## [WHAT TO PRODUCE]
Below are some entries; report how many of their lines contain the word "DryRunTransport", giving nothing besides the number.

Stored items

::::

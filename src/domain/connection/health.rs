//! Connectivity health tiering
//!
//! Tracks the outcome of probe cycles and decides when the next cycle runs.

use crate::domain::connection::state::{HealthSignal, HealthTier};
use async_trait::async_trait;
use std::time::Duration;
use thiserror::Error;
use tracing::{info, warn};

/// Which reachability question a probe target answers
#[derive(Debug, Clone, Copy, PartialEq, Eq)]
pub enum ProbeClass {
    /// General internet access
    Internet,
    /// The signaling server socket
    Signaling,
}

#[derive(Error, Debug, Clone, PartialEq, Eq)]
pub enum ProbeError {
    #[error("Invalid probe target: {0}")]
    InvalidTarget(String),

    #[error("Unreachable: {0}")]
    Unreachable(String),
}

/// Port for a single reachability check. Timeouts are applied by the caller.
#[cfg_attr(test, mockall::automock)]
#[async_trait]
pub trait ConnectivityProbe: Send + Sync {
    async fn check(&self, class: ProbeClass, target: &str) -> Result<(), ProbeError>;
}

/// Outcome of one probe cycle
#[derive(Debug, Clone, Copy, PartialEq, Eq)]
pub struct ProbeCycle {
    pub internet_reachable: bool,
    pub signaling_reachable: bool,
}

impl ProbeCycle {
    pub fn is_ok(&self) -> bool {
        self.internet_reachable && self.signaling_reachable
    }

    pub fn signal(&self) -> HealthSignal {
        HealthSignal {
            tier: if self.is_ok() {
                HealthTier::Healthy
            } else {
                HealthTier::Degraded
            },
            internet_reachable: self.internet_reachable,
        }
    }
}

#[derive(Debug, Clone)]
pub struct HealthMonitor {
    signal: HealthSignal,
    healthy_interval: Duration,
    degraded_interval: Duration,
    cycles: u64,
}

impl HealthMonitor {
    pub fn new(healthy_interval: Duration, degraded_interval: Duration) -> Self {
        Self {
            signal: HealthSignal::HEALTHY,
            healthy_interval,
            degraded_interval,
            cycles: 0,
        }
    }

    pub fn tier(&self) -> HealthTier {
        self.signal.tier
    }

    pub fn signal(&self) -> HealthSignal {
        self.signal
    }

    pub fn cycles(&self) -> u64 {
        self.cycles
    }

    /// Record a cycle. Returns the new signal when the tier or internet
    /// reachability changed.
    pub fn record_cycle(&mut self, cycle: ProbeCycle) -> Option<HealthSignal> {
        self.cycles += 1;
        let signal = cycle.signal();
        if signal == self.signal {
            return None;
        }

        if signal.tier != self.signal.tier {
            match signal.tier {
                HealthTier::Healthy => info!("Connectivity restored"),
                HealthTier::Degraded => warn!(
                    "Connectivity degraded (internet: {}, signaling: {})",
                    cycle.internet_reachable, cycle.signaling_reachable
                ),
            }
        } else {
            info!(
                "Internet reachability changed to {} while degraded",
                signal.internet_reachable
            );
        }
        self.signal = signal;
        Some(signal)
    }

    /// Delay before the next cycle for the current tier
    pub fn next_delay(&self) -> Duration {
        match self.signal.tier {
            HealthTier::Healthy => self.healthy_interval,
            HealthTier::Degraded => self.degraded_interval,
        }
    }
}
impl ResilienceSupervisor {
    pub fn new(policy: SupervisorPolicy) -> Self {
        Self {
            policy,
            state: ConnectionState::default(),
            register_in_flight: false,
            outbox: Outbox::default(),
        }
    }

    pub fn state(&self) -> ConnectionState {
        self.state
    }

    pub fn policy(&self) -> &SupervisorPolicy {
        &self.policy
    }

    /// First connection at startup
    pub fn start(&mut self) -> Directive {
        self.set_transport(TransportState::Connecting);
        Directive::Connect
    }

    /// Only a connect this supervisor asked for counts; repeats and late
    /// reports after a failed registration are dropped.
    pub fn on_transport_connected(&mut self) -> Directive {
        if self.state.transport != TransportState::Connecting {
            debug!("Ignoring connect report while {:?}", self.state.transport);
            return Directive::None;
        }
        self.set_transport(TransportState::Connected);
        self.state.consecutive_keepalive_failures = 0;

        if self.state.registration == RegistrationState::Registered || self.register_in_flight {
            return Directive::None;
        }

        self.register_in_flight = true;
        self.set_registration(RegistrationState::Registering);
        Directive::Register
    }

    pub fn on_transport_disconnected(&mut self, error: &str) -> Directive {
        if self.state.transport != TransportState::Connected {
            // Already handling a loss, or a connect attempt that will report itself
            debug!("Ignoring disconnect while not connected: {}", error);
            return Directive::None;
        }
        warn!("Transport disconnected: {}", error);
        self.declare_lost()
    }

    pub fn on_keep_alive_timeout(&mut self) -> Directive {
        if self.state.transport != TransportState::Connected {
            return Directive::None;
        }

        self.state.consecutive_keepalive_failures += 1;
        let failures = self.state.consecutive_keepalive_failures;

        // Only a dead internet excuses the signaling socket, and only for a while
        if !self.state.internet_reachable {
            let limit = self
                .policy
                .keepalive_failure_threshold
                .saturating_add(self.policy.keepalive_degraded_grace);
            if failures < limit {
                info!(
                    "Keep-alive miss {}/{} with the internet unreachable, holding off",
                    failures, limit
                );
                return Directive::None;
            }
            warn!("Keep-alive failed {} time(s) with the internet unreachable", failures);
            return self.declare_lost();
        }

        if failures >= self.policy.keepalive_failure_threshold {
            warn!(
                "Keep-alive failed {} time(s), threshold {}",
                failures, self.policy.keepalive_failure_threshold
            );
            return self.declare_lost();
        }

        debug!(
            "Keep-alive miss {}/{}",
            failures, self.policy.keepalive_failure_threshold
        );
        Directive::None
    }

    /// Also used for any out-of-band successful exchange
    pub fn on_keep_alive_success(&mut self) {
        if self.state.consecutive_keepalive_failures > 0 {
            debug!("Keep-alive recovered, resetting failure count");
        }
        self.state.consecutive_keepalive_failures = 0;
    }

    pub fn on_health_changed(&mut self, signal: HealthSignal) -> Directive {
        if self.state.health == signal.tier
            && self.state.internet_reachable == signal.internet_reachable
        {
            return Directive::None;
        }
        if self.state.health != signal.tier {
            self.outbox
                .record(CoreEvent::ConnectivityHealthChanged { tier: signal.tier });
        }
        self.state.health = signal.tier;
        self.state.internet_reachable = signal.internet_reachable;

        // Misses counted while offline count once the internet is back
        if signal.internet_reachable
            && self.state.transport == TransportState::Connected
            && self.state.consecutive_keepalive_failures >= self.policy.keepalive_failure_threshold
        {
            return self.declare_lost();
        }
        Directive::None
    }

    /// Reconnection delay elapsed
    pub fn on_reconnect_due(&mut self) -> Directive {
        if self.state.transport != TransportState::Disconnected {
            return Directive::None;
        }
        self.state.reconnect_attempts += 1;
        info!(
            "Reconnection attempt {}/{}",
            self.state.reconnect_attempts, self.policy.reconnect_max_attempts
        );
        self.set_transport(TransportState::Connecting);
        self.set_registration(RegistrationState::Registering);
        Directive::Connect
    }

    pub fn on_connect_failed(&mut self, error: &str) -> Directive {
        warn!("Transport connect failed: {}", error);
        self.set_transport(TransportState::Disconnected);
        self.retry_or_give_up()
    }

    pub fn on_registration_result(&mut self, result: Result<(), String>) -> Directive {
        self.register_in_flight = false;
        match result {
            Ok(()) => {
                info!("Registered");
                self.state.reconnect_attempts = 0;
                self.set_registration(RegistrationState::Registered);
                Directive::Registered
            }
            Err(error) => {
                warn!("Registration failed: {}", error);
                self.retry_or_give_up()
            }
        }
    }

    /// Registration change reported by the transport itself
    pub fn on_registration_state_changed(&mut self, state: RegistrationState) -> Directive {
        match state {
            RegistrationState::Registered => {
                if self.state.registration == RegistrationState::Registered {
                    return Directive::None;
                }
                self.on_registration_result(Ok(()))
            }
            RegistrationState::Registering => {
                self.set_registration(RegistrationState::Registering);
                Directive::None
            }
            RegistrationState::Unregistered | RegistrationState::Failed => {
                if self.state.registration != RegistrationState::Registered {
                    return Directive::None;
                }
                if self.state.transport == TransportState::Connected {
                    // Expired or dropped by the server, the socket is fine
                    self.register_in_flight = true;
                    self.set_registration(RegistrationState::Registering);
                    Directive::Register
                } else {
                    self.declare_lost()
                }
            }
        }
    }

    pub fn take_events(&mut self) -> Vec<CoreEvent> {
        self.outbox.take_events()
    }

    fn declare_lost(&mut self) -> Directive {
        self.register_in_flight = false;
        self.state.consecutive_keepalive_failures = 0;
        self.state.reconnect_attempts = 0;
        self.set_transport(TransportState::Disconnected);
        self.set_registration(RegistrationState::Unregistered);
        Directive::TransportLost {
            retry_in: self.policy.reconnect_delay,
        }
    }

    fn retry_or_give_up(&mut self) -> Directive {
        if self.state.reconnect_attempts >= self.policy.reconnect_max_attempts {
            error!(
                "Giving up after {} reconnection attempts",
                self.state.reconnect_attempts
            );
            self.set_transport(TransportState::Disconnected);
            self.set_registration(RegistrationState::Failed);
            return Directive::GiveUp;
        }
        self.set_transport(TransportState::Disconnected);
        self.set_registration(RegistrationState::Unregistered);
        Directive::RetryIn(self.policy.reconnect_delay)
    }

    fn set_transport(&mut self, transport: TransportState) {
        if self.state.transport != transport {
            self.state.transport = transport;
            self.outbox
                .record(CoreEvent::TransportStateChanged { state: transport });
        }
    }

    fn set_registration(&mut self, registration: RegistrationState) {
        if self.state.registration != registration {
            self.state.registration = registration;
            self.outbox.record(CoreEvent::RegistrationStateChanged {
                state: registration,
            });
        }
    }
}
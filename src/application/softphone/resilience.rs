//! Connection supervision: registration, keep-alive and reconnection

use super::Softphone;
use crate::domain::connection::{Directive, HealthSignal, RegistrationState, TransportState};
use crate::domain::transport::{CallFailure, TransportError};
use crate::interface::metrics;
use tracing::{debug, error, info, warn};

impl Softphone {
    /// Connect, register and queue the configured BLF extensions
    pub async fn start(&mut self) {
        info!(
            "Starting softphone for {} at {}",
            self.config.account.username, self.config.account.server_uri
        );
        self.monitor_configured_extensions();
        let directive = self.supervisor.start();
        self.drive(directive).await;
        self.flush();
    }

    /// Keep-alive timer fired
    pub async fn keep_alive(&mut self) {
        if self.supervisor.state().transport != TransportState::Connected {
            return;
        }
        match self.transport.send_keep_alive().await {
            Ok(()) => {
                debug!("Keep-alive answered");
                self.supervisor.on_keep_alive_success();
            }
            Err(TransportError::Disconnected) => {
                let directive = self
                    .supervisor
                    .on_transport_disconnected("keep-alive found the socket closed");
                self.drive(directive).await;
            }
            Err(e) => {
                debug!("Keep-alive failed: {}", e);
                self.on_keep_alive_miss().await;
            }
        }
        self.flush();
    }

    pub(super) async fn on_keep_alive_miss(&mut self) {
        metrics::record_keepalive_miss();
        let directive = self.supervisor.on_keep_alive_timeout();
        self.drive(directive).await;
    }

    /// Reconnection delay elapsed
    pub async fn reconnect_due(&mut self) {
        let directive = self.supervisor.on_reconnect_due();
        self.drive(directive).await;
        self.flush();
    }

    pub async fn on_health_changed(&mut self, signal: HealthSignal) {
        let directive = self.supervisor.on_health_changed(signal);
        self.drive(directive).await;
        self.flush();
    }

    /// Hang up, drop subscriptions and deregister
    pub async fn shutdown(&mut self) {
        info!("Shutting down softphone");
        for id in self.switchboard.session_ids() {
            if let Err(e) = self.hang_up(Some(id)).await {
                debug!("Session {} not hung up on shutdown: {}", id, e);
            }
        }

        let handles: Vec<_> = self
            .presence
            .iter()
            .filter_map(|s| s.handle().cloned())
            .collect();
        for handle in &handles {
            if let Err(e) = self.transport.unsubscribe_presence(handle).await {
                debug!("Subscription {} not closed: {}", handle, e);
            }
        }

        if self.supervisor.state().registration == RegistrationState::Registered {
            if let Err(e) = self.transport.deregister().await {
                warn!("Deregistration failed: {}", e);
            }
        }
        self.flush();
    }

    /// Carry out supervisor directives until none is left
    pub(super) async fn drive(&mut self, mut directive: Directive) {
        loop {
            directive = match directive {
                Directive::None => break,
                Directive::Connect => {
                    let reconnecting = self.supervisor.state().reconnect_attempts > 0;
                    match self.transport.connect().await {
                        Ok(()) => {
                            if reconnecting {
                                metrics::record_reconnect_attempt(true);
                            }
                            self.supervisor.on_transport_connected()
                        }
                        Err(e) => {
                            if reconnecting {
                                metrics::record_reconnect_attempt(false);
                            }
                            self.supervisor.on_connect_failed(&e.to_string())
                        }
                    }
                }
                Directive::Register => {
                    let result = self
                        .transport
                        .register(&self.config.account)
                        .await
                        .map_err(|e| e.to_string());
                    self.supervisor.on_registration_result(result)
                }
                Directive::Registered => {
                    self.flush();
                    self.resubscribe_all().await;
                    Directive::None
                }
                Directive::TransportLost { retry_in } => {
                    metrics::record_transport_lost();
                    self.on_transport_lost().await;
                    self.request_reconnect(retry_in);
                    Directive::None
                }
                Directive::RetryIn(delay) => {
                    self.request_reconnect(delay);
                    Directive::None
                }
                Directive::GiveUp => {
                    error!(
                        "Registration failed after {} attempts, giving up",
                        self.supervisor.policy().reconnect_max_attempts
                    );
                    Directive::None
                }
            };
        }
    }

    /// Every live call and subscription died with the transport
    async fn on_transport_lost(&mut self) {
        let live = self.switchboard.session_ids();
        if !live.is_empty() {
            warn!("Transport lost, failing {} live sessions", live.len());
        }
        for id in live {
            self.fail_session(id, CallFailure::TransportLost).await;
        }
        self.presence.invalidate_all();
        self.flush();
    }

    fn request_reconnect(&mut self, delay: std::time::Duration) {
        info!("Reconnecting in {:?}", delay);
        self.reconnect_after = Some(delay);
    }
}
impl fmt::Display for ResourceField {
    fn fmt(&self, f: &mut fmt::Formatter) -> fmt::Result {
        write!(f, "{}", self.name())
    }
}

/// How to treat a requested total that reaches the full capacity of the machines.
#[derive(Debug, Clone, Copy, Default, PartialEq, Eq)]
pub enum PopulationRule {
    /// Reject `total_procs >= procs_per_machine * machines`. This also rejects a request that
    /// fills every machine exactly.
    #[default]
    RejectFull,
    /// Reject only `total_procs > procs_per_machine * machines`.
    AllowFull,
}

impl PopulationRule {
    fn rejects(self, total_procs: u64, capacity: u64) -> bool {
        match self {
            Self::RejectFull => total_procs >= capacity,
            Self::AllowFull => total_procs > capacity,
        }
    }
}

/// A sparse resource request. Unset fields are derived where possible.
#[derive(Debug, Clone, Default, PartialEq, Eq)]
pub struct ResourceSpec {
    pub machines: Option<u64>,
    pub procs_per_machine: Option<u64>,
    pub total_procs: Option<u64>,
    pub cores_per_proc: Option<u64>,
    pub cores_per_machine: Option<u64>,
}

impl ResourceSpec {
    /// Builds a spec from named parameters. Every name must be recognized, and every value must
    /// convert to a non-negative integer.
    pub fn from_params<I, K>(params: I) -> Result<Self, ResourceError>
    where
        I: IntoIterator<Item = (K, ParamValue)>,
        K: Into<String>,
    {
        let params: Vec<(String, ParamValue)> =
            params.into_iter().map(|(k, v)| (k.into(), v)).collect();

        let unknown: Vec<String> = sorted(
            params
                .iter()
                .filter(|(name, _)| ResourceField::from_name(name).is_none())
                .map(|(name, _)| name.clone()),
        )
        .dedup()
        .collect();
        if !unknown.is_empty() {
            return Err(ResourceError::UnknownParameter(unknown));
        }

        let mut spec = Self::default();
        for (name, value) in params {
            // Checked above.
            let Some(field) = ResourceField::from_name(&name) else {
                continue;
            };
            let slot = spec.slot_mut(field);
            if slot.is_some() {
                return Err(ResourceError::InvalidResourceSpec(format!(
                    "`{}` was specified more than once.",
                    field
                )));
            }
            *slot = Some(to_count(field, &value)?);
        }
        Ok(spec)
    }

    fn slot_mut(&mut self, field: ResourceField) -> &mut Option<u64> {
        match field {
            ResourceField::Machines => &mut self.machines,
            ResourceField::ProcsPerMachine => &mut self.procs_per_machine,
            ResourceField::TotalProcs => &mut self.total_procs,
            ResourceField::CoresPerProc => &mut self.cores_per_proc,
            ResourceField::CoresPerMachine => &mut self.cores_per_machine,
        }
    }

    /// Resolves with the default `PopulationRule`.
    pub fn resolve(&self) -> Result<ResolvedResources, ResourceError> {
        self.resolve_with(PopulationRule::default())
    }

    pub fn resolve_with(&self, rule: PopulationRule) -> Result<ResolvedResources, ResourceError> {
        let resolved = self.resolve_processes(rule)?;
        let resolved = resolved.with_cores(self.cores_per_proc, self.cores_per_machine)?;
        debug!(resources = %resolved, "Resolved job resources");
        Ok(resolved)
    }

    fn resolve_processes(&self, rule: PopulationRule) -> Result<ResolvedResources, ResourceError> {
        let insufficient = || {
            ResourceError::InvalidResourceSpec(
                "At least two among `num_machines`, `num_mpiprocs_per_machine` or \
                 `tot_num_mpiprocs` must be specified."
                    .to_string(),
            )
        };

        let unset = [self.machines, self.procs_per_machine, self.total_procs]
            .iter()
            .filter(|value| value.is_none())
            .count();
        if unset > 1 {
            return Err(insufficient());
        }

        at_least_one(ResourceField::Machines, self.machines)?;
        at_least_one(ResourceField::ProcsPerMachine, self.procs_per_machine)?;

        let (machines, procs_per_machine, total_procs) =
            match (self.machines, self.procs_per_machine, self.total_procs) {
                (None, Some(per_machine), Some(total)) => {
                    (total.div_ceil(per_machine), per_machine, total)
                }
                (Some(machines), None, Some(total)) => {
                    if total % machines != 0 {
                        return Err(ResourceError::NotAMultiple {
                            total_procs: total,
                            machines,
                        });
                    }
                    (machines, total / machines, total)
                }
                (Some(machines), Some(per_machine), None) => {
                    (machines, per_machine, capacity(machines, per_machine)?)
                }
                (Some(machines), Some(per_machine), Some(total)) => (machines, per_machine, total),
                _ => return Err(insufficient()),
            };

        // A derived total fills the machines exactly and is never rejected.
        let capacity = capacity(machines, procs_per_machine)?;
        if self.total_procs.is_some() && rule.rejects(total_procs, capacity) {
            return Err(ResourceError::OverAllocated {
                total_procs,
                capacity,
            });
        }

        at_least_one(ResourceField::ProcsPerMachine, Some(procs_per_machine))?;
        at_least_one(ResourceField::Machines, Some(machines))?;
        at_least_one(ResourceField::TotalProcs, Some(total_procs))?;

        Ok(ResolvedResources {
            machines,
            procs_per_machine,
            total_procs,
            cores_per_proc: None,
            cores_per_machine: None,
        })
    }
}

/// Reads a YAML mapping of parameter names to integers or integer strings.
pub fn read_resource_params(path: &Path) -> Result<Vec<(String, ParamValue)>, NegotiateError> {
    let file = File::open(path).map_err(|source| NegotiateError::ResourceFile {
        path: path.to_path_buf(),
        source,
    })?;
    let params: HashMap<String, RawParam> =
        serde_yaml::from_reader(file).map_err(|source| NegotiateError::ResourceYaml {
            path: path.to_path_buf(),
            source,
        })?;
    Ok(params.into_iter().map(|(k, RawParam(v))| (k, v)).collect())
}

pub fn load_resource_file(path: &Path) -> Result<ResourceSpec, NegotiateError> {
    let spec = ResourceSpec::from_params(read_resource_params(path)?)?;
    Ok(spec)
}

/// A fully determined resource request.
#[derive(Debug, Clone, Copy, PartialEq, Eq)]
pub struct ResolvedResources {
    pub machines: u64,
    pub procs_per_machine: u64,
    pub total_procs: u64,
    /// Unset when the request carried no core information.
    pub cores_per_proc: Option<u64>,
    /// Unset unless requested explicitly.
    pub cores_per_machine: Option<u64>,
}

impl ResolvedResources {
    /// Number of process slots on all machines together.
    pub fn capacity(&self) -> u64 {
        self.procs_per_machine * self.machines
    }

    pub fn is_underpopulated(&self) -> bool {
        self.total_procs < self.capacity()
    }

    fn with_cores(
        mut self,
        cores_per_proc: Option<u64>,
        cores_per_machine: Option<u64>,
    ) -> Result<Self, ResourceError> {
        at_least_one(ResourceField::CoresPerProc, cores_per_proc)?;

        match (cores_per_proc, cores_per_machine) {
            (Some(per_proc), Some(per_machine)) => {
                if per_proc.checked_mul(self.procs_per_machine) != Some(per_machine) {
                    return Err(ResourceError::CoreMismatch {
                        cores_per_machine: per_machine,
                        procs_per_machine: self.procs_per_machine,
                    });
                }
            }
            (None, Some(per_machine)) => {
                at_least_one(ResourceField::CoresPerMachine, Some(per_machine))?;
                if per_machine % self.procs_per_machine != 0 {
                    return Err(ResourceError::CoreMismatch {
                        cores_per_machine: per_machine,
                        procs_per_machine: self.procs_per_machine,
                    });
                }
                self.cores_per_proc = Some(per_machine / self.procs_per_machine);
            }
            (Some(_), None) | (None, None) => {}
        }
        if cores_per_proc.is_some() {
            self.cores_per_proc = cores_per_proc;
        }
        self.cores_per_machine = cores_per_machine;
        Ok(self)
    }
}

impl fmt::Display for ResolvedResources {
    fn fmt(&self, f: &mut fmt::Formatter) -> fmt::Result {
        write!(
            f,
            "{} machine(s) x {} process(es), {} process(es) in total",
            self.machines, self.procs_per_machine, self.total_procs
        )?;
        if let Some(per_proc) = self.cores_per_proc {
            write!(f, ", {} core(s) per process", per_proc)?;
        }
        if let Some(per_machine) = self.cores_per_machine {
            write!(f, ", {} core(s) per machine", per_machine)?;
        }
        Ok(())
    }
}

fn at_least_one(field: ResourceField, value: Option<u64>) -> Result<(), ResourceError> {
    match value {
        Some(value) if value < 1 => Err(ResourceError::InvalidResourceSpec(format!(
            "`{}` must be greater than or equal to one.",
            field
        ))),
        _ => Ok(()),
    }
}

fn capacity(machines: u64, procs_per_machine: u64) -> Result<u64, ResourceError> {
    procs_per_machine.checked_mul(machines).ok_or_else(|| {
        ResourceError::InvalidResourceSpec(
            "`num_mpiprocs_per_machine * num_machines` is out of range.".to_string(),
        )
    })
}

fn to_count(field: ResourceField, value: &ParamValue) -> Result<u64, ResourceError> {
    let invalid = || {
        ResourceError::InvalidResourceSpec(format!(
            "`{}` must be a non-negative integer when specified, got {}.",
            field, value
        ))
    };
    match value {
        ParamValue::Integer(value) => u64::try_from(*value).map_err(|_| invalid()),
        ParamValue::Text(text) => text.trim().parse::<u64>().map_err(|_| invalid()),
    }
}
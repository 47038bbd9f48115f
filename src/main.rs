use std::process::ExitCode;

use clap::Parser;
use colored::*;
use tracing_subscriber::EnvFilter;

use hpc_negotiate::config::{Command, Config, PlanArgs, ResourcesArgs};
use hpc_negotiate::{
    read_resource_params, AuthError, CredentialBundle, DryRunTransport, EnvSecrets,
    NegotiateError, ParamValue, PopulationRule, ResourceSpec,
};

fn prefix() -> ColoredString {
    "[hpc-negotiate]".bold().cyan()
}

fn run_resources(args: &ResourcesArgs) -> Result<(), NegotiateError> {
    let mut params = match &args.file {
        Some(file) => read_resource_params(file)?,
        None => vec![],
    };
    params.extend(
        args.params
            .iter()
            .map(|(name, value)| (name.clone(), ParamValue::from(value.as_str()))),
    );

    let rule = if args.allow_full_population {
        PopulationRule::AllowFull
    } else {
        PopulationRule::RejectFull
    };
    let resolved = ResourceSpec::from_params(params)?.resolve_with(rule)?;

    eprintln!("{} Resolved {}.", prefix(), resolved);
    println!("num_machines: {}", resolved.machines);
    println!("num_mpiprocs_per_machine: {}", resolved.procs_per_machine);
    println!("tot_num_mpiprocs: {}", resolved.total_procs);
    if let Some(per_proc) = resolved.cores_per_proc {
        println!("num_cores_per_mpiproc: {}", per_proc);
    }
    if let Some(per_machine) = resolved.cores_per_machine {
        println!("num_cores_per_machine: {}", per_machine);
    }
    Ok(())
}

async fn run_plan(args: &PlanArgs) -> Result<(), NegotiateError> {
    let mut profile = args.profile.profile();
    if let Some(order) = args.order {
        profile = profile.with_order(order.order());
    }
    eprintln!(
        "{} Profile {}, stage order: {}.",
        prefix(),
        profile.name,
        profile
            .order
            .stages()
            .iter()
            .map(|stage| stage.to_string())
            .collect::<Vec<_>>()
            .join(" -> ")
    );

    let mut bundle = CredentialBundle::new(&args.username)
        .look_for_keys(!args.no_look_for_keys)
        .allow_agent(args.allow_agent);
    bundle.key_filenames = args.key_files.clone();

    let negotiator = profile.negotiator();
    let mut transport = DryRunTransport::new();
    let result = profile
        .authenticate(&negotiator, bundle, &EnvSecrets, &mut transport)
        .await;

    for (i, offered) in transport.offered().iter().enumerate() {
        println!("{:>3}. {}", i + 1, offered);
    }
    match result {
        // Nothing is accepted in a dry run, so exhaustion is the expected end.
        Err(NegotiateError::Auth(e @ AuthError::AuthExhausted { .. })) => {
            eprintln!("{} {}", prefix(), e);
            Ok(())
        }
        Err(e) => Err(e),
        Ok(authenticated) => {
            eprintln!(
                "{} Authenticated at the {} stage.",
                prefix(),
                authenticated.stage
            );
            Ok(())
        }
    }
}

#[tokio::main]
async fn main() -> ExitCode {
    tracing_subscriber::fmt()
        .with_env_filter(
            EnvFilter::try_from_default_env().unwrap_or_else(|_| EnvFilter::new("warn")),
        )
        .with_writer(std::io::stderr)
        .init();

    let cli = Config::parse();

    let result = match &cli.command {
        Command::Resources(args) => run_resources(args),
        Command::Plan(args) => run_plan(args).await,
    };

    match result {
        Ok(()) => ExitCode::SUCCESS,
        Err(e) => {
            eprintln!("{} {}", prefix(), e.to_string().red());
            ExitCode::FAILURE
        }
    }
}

::::

## [SOLUTION]
2